What I want to focus on are Rael's 10½ rules for successful business risk taking:

  1. Focus on trouble and you will get trouble. Focus on success and you will get success.
  2. Trust that your people know what a risk is.
  3. Recognize that your people may not know how to recover from the negative effects of a risk.
  4. Know that no risk is worth undertaking when proper planning or analyzing cannot be completed beforehand.
  5. Know that no risk is worth undertaking when a “lessons learned” cannot be completed afterward.
  6. Recognize that every plan of action and strategy must have a feedback instrument built into it.
  7. Understand the costs of your risk tolerance and your risk avoidance.
  8. Know that no one is exempt from making errors in judgment.
  9. Tell the truth about the risk and its implications. Accept the truth about the risk and its implications.
  10. Be willing to live with the negative results of each risk undertaken.

And 10½, says Rael, is this: “Want more rewards? Take more risks! Want more success! Reward risk taking!”

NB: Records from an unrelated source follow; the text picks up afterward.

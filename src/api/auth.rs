//! Request identity extractors.
//!
//! Authentication happens upstream: the proxy in front of the service puts the
//! authenticated user's ID in `x-user-id`. An optional `x-outlet-id` picks the
//! outlet to act on; without it the user's default outlet is used.

use super::AppState;
use crate::{
    core::tenant::{self, OutletContext},
    entities::user,
    errors::{Error, Result},
};
use axum::{extract::FromRequestParts, http::request::Parts};

/// Header carrying the authenticated user's ID
pub const USER_HEADER: &str = "x-user-id";
/// Header selecting the outlet
pub const OUTLET_HEADER: &str = "x-outlet-id";

/// The authenticated user, without outlet resolution
#[derive(Debug, Clone)]
pub struct CurrentUser(pub user::Model);

fn header_id(parts: &Parts, name: &str) -> Option<std::result::Result<i64, ()>> {
    parts
        .headers
        .get(name)
        .map(|value| value.to_str().ok().and_then(|v| v.trim().parse().ok()).ok_or(()))
}

async fn authenticate(parts: &Parts, state: &AppState) -> Result<user::Model> {
    let user_id = match header_id(parts, USER_HEADER) {
        Some(Ok(id)) => id,
        Some(Err(())) => {
            tracing::warn!(uri = %parts.uri, "Malformed user header");
            return Err(Error::Unauthenticated);
        }
        None => return Err(Error::Unauthenticated),
    };
    tenant::get_user(&state.db, user_id).await?.ok_or_else(|| {
        tracing::warn!(user_id, uri = %parts.uri, "Unknown user");
        Error::Unauthenticated
    })
}

impl FromRequestParts<AppState> for CurrentUser {
    type Rejection = Error;

    async fn from_request_parts(parts: &mut Parts, state: &AppState) -> Result<Self> {
        if let Some(user) = parts.extensions.get::<Self>() {
            return Ok(user.clone());
        }
        let user = Self(authenticate(parts, state).await?);
        parts.extensions.insert(user.clone());
        Ok(user)
    }
}

impl FromRequestParts<AppState> for OutletContext {
    type Rejection = Error;

    async fn from_request_parts(parts: &mut Parts, state: &AppState) -> Result<Self> {
        let CurrentUser(user) = CurrentUser::from_request_parts(parts, state).await?;
        let requested = match header_id(parts, OUTLET_HEADER) {
            Some(Ok(id)) => Some(id),
            Some(Err(())) => return Err(Error::validation("x-outlet-id must be an integer")),
            None => None,
        };
        tenant::build_context(&state.db, user, requested).await
    }
}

That last one is priceless. In today's economic environment, the natural inclination is to avoid risk, to hunker down, focus on the core and leave innovation to the other guys. And you wouldn't be alone if you chose that route.

But you wouldn't be leading the pack, either. Rael seems to be saying that the most successful companies after the recession will be those that continue to innovate during the recession. And yes, with innovation comes risk. If you're afraid to fail … well, you don't really want to lead, do you?

The people who got us into this mess were recklessly taking risks. They weren't managing their risks. Combine a solid risk management strategy with a healthy dose of innovation, and you've got the makings of a juggernaut.

How are you managing your risks these days?